▸ **Provided records**
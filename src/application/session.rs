//! Explicit session context.
//!
//! A `Session` owns the query layer for one signed-in (or anonymous) user
//! together with the onboarding flags loaded at start-up. Dropping it drops
//! the cache.

use std::sync::Arc;

use time::Date;
use tokio::sync::Mutex;
use tracing::{debug, info, instrument};

use crate::application::boundary::{
    BackendError, BlobStore, IdentityProvider, OnboardingStore, SocialBackend,
};
use crate::application::client::DomainClient;
use crate::application::error::ClientError;
use crate::application::pagination::{Page, PageRequest};
use crate::application::queries::QueryLayer;
use crate::cache::CacheConfig;
use crate::domain::comments::CommentThread;
use crate::domain::entities::{Post, UserProfile};
use crate::domain::error::ValidationError;
use crate::domain::onboarding::OnboardingState;
use crate::domain::posts::{FeedGate, PostDraft};
use crate::domain::types::{PostId, UserId};
use crate::domain::validation;

/// Boundary adapters a session talks through.
#[derive(Clone)]
pub struct Backends {
    pub social: Arc<dyn SocialBackend>,
    pub identity: Arc<dyn IdentityProvider>,
    pub blobs: Arc<dyn BlobStore>,
}

#[derive(Debug, Clone)]
pub struct SessionSettings {
    pub cache: CacheConfig,
    pub page_limit: u32,
}

impl Default for SessionSettings {
    fn default() -> Self {
        Self {
            cache: CacheConfig::default(),
            page_limit: crate::application::pagination::DEFAULT_PAGE_LIMIT,
        }
    }
}

/// Fields collected by the signup form.
#[derive(Debug, Clone, Default)]
pub struct SignupForm {
    pub username: String,
    pub email: String,
    pub password: String,
    pub date_of_birth: Option<Date>,
}

impl SignupForm {
    /// Local checks in form order; the first failing field wins.
    pub fn validate(&self) -> Result<Date, ValidationError> {
        validation::validate_username(&self.username)?;
        if !validation::validate_email(&self.email) {
            return Err(ValidationError::Email);
        }
        let password = validation::validate_password(&self.password);
        if !password.is_valid() {
            return Err(ValidationError::Password {
                unmet: password.errors,
            });
        }
        self.date_of_birth
            .ok_or(ValidationError::required("dateOfBirth"))
    }
}

pub struct Session {
    queries: QueryLayer,
    onboarding_store: Arc<dyn OnboardingStore>,
    onboarding: Mutex<OnboardingState>,
    page_limit: u32,
    today: fn() -> Date,
}

impl Session {
    /// Build the session and load onboarding flags once.
    pub async fn start(
        backends: Backends,
        settings: SessionSettings,
        onboarding_store: Arc<dyn OnboardingStore>,
    ) -> Result<Self, ClientError> {
        let client = DomainClient::new(backends.social, backends.identity, backends.blobs);
        let onboarding = onboarding_store.load().await?;
        debug!(?onboarding, "Onboarding state loaded");

        Ok(Self {
            queries: QueryLayer::new(client, &settings.cache),
            onboarding_store,
            onboarding: Mutex::new(onboarding),
            page_limit: settings.page_limit.max(1),
            today: validation::today_utc,
        })
    }

    /// Replace the calendar used for age checks.
    pub fn with_clock(mut self, today: fn() -> Date) -> Self {
        self.today = today;
        self
    }

    pub fn queries(&self) -> &QueryLayer {
        &self.queries
    }

    pub fn first_page(&self) -> PageRequest {
        PageRequest::first(self.page_limit)
    }

    pub fn today(&self) -> Date {
        (self.today)()
    }

    pub async fn caller(&self) -> Option<UserId> {
        self.queries.client().caller_id().await
    }

    // ------------------------------------------------------------------
    // Identity and connectivity
    // ------------------------------------------------------------------

    #[instrument(skip(self))]
    pub async fn login(&self) -> Result<UserId, ClientError> {
        let user = self.queries.client().identity().login().await?;
        self.queries.mark_all_stale();
        info!(user = %user, "Signed in");
        Ok(user)
    }

    #[instrument(skip(self))]
    pub async fn logout(&self) -> Result<(), ClientError> {
        self.queries.client().identity().logout().await?;
        self.queries.clear();
        info!("Signed out");
        Ok(())
    }

    /// Connection came back: everything cached may be out of date.
    pub fn reconnected(&self) -> usize {
        self.queries.mark_all_stale()
    }

    // ------------------------------------------------------------------
    // Signup and onboarding
    // ------------------------------------------------------------------

    /// Validate locally, sign in if needed, check availability, register.
    #[instrument(skip(self, form), fields(username = %form.username))]
    pub async fn sign_up(&self, form: SignupForm) -> Result<UserId, ClientError> {
        let date_of_birth = form.validate()?;

        let user = match self.caller().await {
            Some(user) => user,
            None => self.login().await?,
        };

        if !self
            .queries
            .client()
            .is_username_available(&form.username)
            .await?
        {
            return Err(BackendError::Conflict(format!(
                "username `{}` is already taken",
                form.username
            ))
            .into());
        }

        self.queries
            .register(UserProfile::new(form.username, form.email, date_of_birth))
            .await?;

        self.update_onboarding(OnboardingState::mark_signed_up)
            .await?;
        info!(user = %user, "Signed up");
        Ok(user)
    }

    pub async fn onboarding(&self) -> OnboardingState {
        *self.onboarding.lock().await
    }

    /// Whether to show the post-signup banner now. Showing it consumes the signup flag.
    ///
    /// The flag is only consumed once the new state is persisted; a failed
    /// save leaves the banner pending.
    pub async fn take_signup_banner(&self) -> Result<bool, ClientError> {
        let mut state = self.onboarding.lock().await;
        let mut next = *state;
        let show = next.take_banner();
        if show {
            self.onboarding_store.save(&next).await?;
            *state = next;
        }
        Ok(show)
    }

    pub async fn dismiss_banner(&self) -> Result<(), ClientError> {
        self.update_onboarding(OnboardingState::dismiss_banner)
            .await
    }

    async fn update_onboarding(
        &self,
        change: fn(&mut OnboardingState),
    ) -> Result<(), ClientError> {
        let mut state = self.onboarding.lock().await;
        let mut next = *state;
        change(&mut next);
        self.onboarding_store.save(&next).await?;
        *state = next;
        Ok(())
    }

    /// Save contact details from the post-signup banner, then dismiss it.
    ///
    /// Either field may be blank but not both. The profile has no phone
    /// field, so a valid phone number is checked and then not stored.
    pub async fn save_contact_info(
        &self,
        email: Option<&str>,
        phone: Option<&str>,
    ) -> Result<(), ClientError> {
        let email = email.map(str::trim).filter(|value| !value.is_empty());
        let phone = phone.map(str::trim).filter(|value| !value.is_empty());

        if email.is_none() && phone.is_none() {
            return Err(ValidationError::required("contact").into());
        }
        if let Some(email) = email
            && !validation::validate_email(email)
        {
            return Err(ValidationError::Email.into());
        }
        if let Some(phone) = phone
            && !validation::validate_phone(phone)
        {
            return Err(ValidationError::Phone.into());
        }

        let mut profile = self
            .queries
            .caller_profile()
            .await?
            .ok_or_else(|| BackendError::NotFound("caller profile".into()))?;
        if let Some(email) = email {
            profile.email = email.to_string();
        }
        self.queries.save_caller_profile(profile).await?;
        self.dismiss_banner().await
    }

    // ------------------------------------------------------------------
    // Feeds, always gated for 18+ content
    // ------------------------------------------------------------------

    /// Gate for the current viewer; anonymous viewers count as under-age.
    pub async fn feed_gate(&self) -> Result<FeedGate, ClientError> {
        if self.caller().await.is_none() {
            return Ok(FeedGate::for_viewer(None, self.today()));
        }
        let profile = self.queries.caller_profile().await?;
        Ok(FeedGate::for_viewer(profile.as_ref(), self.today()))
    }

    pub async fn feed(&self, page: PageRequest) -> Result<Page<Post>, ClientError> {
        let gate = self.feed_gate().await?;
        let mut page = self.queries.posts(page).await?;
        page.retain(|post| gate.allows(post));
        Ok(page)
    }

    /// The 18+ section: adult posts only, refused for under-age viewers.
    pub async fn adult_feed(&self, page: PageRequest) -> Result<Page<Post>, ClientError> {
        let gate = self.feed_gate().await?;
        if !gate.viewer_is_adult() {
            return Err(ValidationError::AgeRestricted.into());
        }
        let mut page = self.queries.posts(page).await?;
        gate.adult_only(&mut page.items)?;
        Ok(page)
    }

    pub async fn user_feed(
        &self,
        user: &UserId,
        page: PageRequest,
    ) -> Result<Page<Post>, ClientError> {
        let gate = self.feed_gate().await?;
        let mut page = self.queries.posts_by_user(user, page).await?;
        page.retain(|post| gate.allows(post));
        Ok(page)
    }

    /// Single post, hidden when the viewer may not see it.
    pub async fn post(&self, id: &PostId) -> Result<Option<Post>, ClientError> {
        let gate = self.feed_gate().await?;
        Ok(self
            .queries
            .post(id)
            .await?
            .filter(|post| gate.allows(post)))
    }

    pub async fn comment_thread(&self, post: &PostId) -> Result<Vec<CommentThread>, ClientError> {
        let comments = self.queries.comments(post).await?;
        Ok(CommentThread::build(comments))
    }

    /// Create a post, checking the 18+ flag against the caller's own age.
    pub async fn create_post(&self, draft: PostDraft) -> Result<Post, ClientError> {
        let author_is_adult = self
            .queries
            .caller_profile()
            .await?
            .is_some_and(|profile| profile.is_adult_on(self.today()));
        self.queries.create_post(draft, author_is_adult).await
    }

    /// Whether moderation actions should be offered to the caller.
    pub async fn admin_affordances(&self) -> Result<bool, ClientError> {
        if self.queries.is_caller_admin().await? {
            return Ok(true);
        }
        self.queries.is_site_owner().await
    }
}
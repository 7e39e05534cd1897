use thiserror::Error;

#[derive(Debug, Error)]
pub enum InfraError {
    #[error("http client error: {message}")]
    Http { message: String },
    #[error("telemetry initialization failed: {0}")]
    Telemetry(String),
    #[error("configuration error: {message}")]
    Configuration { message: String },
}

impl InfraError {
    pub fn http(message: impl Into<String>) -> Self {
        Self::Http {
            message: message.into(),
        }
    }

    pub fn configuration(message: impl Into<String>) -> Self {
        Self::Configuration {
            message: message.into(),
        }
    }

    pub fn telemetry(message: impl Into<String>) -> Self {
        Self::Telemetry(message.into())
    }
}
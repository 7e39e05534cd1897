use std::path::PathBuf;

use clap::{Args, ValueHint, builder::BoolishValueParser};

/// Flags shared by every `feelslap` subcommand; they override file and environment settings.
#[derive(Debug, Args, Default, Clone)]
pub struct GlobalArgs {
    /// Optional path to a configuration file.
    #[arg(
        long = "config-file",
        env = "FEELSLAP_CONFIG_FILE",
        value_name = "PATH",
        value_hint = ValueHint::FilePath,
        global = true
    )]
    pub config_file: Option<PathBuf>,

    /// Override the remote API base URL.
    #[arg(long = "api-url", value_name = "URL", global = true)]
    pub api_url: Option<String>,

    /// Override the per-request timeout.
    #[arg(long = "api-timeout-seconds", value_name = "SECONDS", global = true)]
    pub api_timeout_seconds: Option<u64>,

    /// Override the directory holding session-local state.
    #[arg(
        long = "state-dir",
        value_name = "PATH",
        value_hint = ValueHint::DirPath,
        global = true
    )]
    pub state_dir: Option<PathBuf>,

    /// Override the default page size for feeds.
    #[arg(long = "page-limit", value_name = "COUNT", global = true)]
    pub page_limit: Option<u32>,

    /// Override the query cache capacity.
    #[arg(long = "cache-capacity", value_name = "COUNT", global = true)]
    pub cache_capacity: Option<usize>,

    /// Disable result caching (identical concurrent reads still coalesce).
    #[arg(long = "no-cache", global = true)]
    pub no_cache: bool,

    /// Override the base log level (trace|debug|info|warn|error).
    #[arg(long = "log-level", value_name = "LEVEL", global = true)]
    pub log_level: Option<String>,

    /// Toggle JSON logging.
    #[arg(
        long = "log-json",
        value_name = "BOOL",
        value_parser = BoolishValueParser::new(),
        global = true
    )]
    pub log_json: Option<bool>,
}
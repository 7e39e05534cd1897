use std::sync::Once;

use metrics::{Unit, describe_counter};
use tracing_error::ErrorLayer;
use tracing_subscriber::{
    EnvFilter, fmt,
    layer::{Layer, SubscriberExt},
    util::SubscriberInitExt,
};

use crate::config::{LogFormat, LoggingSettings};

use super::error::InfraError;

static METRIC_DESCRIPTIONS: Once = Once::new();

/// Install the global tracing subscriber and describe the cache metrics.
///
/// Fails if a subscriber is already installed.
pub fn init(logging: &LoggingSettings) -> Result<(), InfraError> {
    describe_metrics();

    let env_filter = EnvFilter::builder()
        .with_default_directive(logging.level.into())
        .from_env_lossy();

    let fmt_layer = match logging.format {
        LogFormat::Json => fmt::layer()
            .json()
            .with_current_span(true)
            .with_span_list(true)
            .with_target(true)
            .boxed(),
        LogFormat::Compact => fmt::layer().compact().with_target(true).boxed(),
    };

    tracing_subscriber::registry()
        .with(env_filter)
        .with(ErrorLayer::default())
        .with(fmt_layer)
        .try_init()
        .map_err(|err| {
            InfraError::telemetry(format!("failed to install tracing subscriber: {err}"))
        })
}

fn describe_metrics() {
    METRIC_DESCRIPTIONS.call_once(|| {
        describe_counter!(
            "feelslap_query_cache_hit_total",
            Unit::Count,
            "Cached query reads answered from a fresh entry."
        );
        describe_counter!(
            "feelslap_query_cache_miss_total",
            Unit::Count,
            "Cached query reads that went to the boundary (absent or stale)."
        );
        describe_counter!(
            "feelslap_query_cache_evict_total",
            Unit::Count,
            "Query cache entries evicted due to capacity."
        );
        describe_counter!(
            "feelslap_query_cache_coalesced_total",
            Unit::Count,
            "Reads that joined an identical in-flight boundary call."
        );
        describe_counter!(
            "feelslap_query_cache_invalidated_total",
            Unit::Count,
            "Query cache entries marked stale by mutations or reconnects."
        );
    });
}
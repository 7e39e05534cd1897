#![deny(clippy::all, clippy::pedantic)]

use std::sync::Arc;

use feelslap::application::error::{AppError, ClientError, Presentation};
use feelslap::application::session::{Backends, Session, SessionSettings};
use feelslap::cache::CacheConfig;
use feelslap::config::{LoadError, Settings};
use feelslap::infra::error::InfraError;
use feelslap::infra::onboarding::FileOnboardingStore;
use feelslap::infra::remote::HttpBackend;
use thiserror::Error;
use tracing::debug;

#[derive(Debug, Error)]
pub enum CliError {
    #[error(transparent)]
    Config(#[from] LoadError),
    #[error(transparent)]
    App(#[from] AppError),
    #[error("failed to read input file {path}: {source}")]
    InputFile {
        path: String,
        source: std::io::Error,
    },
    #[error("invalid input: {0}")]
    InvalidInput(String),
    #[error("failed to render output: {0}")]
    Output(String),
}

impl CliError {
    /// Follow-up advice for failures the user can fix outside the command.
    pub fn hint(&self) -> Option<&'static str> {
        match self {
            CliError::App(AppError::Client(err))
                if err.presentation() == Presentation::Reauthenticate =>
            {
                Some("check --api-url and the configured API token, then retry")
            }
            _ => None,
        }
    }
}

impl From<ClientError> for CliError {
    fn from(err: ClientError) -> Self {
        Self::App(AppError::Client(err))
    }
}

impl From<InfraError> for CliError {
    fn from(err: InfraError) -> Self {
        Self::App(AppError::Infra(err))
    }
}

/// Open a session against the configured remote API.
///
/// With a token configured the principal is confirmed up front; without one
/// the session stays anonymous and caller-only commands fail.
pub async fn open_session(settings: &Settings) -> Result<Session, CliError> {
    let mut backend = HttpBackend::new(settings.api.base_url.as_str(), settings.api.timeout)?;
    if let Some(token) = settings.api.token.as_ref() {
        backend = backend.with_token(token.clone());
    }
    let backend = Arc::new(backend);

    let backends = Backends {
        social: backend.clone(),
        identity: backend.clone(),
        blobs: backend,
    };
    let session_settings = SessionSettings {
        cache: CacheConfig::from(&settings.cache),
        page_limit: settings.client.page_limit,
    };
    let store = Arc::new(FileOnboardingStore::in_dir(&settings.client.state_dir));
    let session = Session::start(backends, session_settings, store).await?;

    if settings.api.token.is_some() {
        let user = session.login().await?;
        debug!(user = %user, "Session opened");
    }
    Ok(session)
}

▸ **What the task requires**
Search the entries above for "CommentThread". Return every line that has it.

▸ **Solved exercise**
use crate::domain::comments::CommentThread;
    pub async fn comment_thread(&self, post: &PostId) -> Result<Vec<CommentThread>, ClientError> {
        Ok(CommentThread::build(comments))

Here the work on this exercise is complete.